OS (same in both) Windows 7 Professional 64-bit

Related issue - https://stackoverflow.com/questions/7747573/net-performance-on-amd-processor

EDIT I see a lot of useful information. I want to modify the question slightly now - Forget the Intel processor for now. What can be done with the AMD system to get more out of it? We're working on profiling. We've had a DBA look into the indexing, fragmentation and other parameters like I/O usages. There seems to be a lot more reads and writes than in the Intel based CPU. I saw an answer on AMD based optimization. Is there a way to do this other than use OpenCL? How about overclocking? Would that cook the CPU? In terms of owning up - I see people kind of pissed off at me! The PC was on sale and boss and I discussed if the resources available (4 times more RAM, almost 3 times as many CPUs and a lot faster driver SSD) would help us gain a lot of performance. We're always looking to tune it from the software end, except it hasn't (I won't say didn't) turned out to be that magical bang for the buck we were looking/hoping for. I do feel every bit miserable about this - thus the lengthy post.

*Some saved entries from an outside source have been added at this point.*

//! DOM documents and nodes

use crate::fake::{base, object_slot, string_slot, value_slot, Fake, FakeHandle};
use crate::strings::{read_string, userfree_opt};
use cef_sys::*;
use std::collections::BTreeMap;
use std::os::raw::c_int;

pub type FakeDomDocument = FakeHandle<cef_domdocument_t, DomDocumentState>;
pub type FakeDomNode = FakeHandle<cef_domnode_t, DomNodeState>;

#[derive(Debug, Default)]
pub struct DomNodeState {
    pub node_type: cef_dom_node_type_t,
    pub name: Option<String>,
    pub value: Option<String>,
}

unsafe extern "C" fn node_is_text(self_: *mut cef_domnode_t) -> c_int {
    let fake = Fake::<cef_domnode_t, DomNodeState>::from_raw(self_);
    fake.record("is_text");
    c_int::from(fake.state().node_type == DOM_NODE_TYPE_TEXT)
}

unsafe extern "C" fn node_is_element(self_: *mut cef_domnode_t) -> c_int {
    let fake = Fake::<cef_domnode_t, DomNodeState>::from_raw(self_);
    fake.record("is_element");
    c_int::from(fake.state().node_type == DOM_NODE_TYPE_ELEMENT)
}

value_slot!(node_type, cef_domnode_t, DomNodeState, node_type, c_int);
string_slot!(node_name, cef_domnode_t, DomNodeState, name);
string_slot!(node_value, cef_domnode_t, DomNodeState, value);

impl FakeDomNode {
    pub fn new(state: DomNodeState) -> Self {
        FakeHandle::from_parts(
            cef_domnode_t {
                base: base::<cef_domnode_t, DomNodeState>(),
                get_type: node_type,
                is_text: node_is_text,
                is_element: node_is_element,
                get_name: node_name,
                get_value: node_value,
            },
            state,
        )
    }

    /// An element node named `name`
    pub fn element(name: &str) -> Self {
        Self::new(DomNodeState {
            node_type: DOM_NODE_TYPE_ELEMENT,
            name: Some(name.to_string()),
            value: None,
        })
    }
}

#[derive(Debug, Default)]
pub struct DomDocumentState {
    pub document_type: cef_dom_document_type_t,
    pub document: Option<FakeDomNode>,
    pub body: Option<FakeDomNode>,
    pub head: Option<FakeDomNode>,
    pub title: Option<String>,
    pub elements_by_id: BTreeMap<String, FakeDomNode>,
    pub focused_node: Option<FakeDomNode>,
    pub has_selection: bool,
    pub selection_start_offset: c_int,
    pub selection_end_offset: c_int,
    pub selection_as_markup: Option<String>,
    pub selection_as_text: Option<String>,
    pub base_url: Option<String>,
}

type Doc = cef_domdocument_t;
type DocState = DomDocumentState;

value_slot!(doc_type, Doc, DocState, document_type, c_int);
object_slot!(doc_document, Doc, DocState, document, cef_domnode_t);
object_slot!(doc_body, Doc, DocState, body, cef_domnode_t);
object_slot!(doc_head, Doc, DocState, head, cef_domnode_t);
string_slot!(doc_title, Doc, DocState, title);
object_slot!(doc_focused_node, Doc, DocState, focused_node, cef_domnode_t);
value_slot!(doc_has_selection, Doc, DocState, has_selection, c_int);
value_slot!(doc_selection_start, Doc, DocState, selection_start_offset, c_int);
value_slot!(doc_selection_end, Doc, DocState, selection_end_offset, c_int);
string_slot!(doc_selection_markup, Doc, DocState, selection_as_markup);
string_slot!(doc_selection_text, Doc, DocState, selection_as_text);
string_slot!(doc_base_url, Doc, DocState, base_url);

unsafe extern "C" fn doc_element_by_id(
    self_: *mut Doc,
    id: *const cef_string_t,
) -> *mut cef_domnode_t {
    let fake = Fake::<Doc, DocState>::from_raw(self_);
    fake.record("element_by_id");
    let Some(id) = read_string(id) else {
        return std::ptr::null_mut();
    };
    let state = fake.state();
    state
        .elements_by_id
        .get(&id)
        .map_or(std::ptr::null_mut(), |node| node.new_ref())
}

/// Joins `partial_url` onto the base URL; null without a base
unsafe extern "C" fn doc_complete_url(
    self_: *mut Doc,
    partial_url: *const cef_string_t,
) -> cef_string_userfree_t {
    let fake = Fake::<Doc, DocState>::from_raw(self_);
    fake.record("complete_url");
    let partial = read_string(partial_url).unwrap_or_default();
    let state = fake.state();
    let joined = state.base_url.as_ref().map(|base| {
        if partial.contains("://") {
            partial.clone()
        } else {
            format!("{}{}", base.trim_end_matches('/'), ensure_leading_slash(&partial))
        }
    });
    userfree_opt(joined.as_deref())
}

fn ensure_leading_slash(path: &str) -> String {
    if path.starts_with('/') {
        path.to_string()
    } else {
        format!("/{}", path)
    }
}

impl FakeDomDocument {
    pub fn new(state: DomDocumentState) -> Self {
        FakeHandle::from_parts(
            cef_domdocument_t {
                base: base::<Doc, DocState>(),
                get_type: doc_type,
                get_document: doc_document,
                get_body: doc_body,
                get_head: doc_head,
                get_title: doc_title,
                get_element_by_id: doc_element_by_id,
                get_focused_node: doc_focused_node,
                has_selection: doc_has_selection,
                get_selection_start_offset: doc_selection_start,
                get_selection_end_offset: doc_selection_end,
                get_selection_as_markup: doc_selection_markup,
                get_selection_as_text: doc_selection_text,
                get_base_url: doc_base_url,
                get_complete_url: doc_complete_url,
            },
            state,
        )
    }
}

More Edit I just wish some AMD rep would say this is bull**** You're doing it the wrong way! You've overlooked this and haven't used this feature.. To make matters worse I read that AMD's made huge losses this year and are waiting on a bailout. :(

Mukus
  • 189
  • 7
  • Please provide the actual CPU model numbers, operating system and version. We can't help you without that information. – ewwhite Dec 19 '12 at 03:16
  • Is your app even capable of 32-way parallelization? – Michael Hampton Dec 19 '12 at 03:25
  • @ewwhite I will add the specs in a bit. atMichael Yes. – Mukus Dec 19 '12 at 03:27
  • c# multithread performance intel vs amd? system ticks on old and new system? – John Siu Dec 19 '12 at 03:28
  • it's not really an Intel VS AMD.. I wouldn't think of it that way. – Mukus Dec 19 '12 at 03:31
  • @TejaswiRana I've worked in high-frequency trading for years, and never found an appropriate use for AMD-based systems... but you need to provide some real details of your setup in order for this question to be useful. – ewwhite Dec 19 '12 at 03:37
  • TejaswiRana - what @ewwhite said; he is an expert in this area. The actual processor model numbers are very important, as I can get a quad-core 3Ghz processor from 4 years ago or a quad-core 2.6ghz processor from today, and I'd chose the latest, technically slower, processor every time. – Mark Henderson Dec 19 '12 at 03:41
  • Hey guys, I am waiting on my client to get back from dinner. Sorry. Both the servers have been shipped back. One returned and the AMD one to check back for faults. I will post the specs as soon as he gets back. – Mukus Dec 19 '12 at 03:43
  • Some CPU's have larger caches. That's why the model numbers may help explain things a little. – hookenz Dec 19 '12 at 04:22
  • I've added the specs – Mukus Dec 19 '12 at 04:54
  • The big question is -- how does your app *actually* use the CPU? If, for example, most if the time it's loading only a single core, then more cores will make very little different and single core performance is critical. – David Schwartz Dec 19 '12 at 13:21
  • We're using TPL. The max degree of parallelism is set to number of cores. – Mukus Dec 19 '12 at 14:35
  • @JohnSiu I stand corrected. Read my last edit. – Mukus Dec 19 '12 at 15:56

4 Answers4

8

Let me get this straight. You upgraded the client based on a hunch and a single benchmark?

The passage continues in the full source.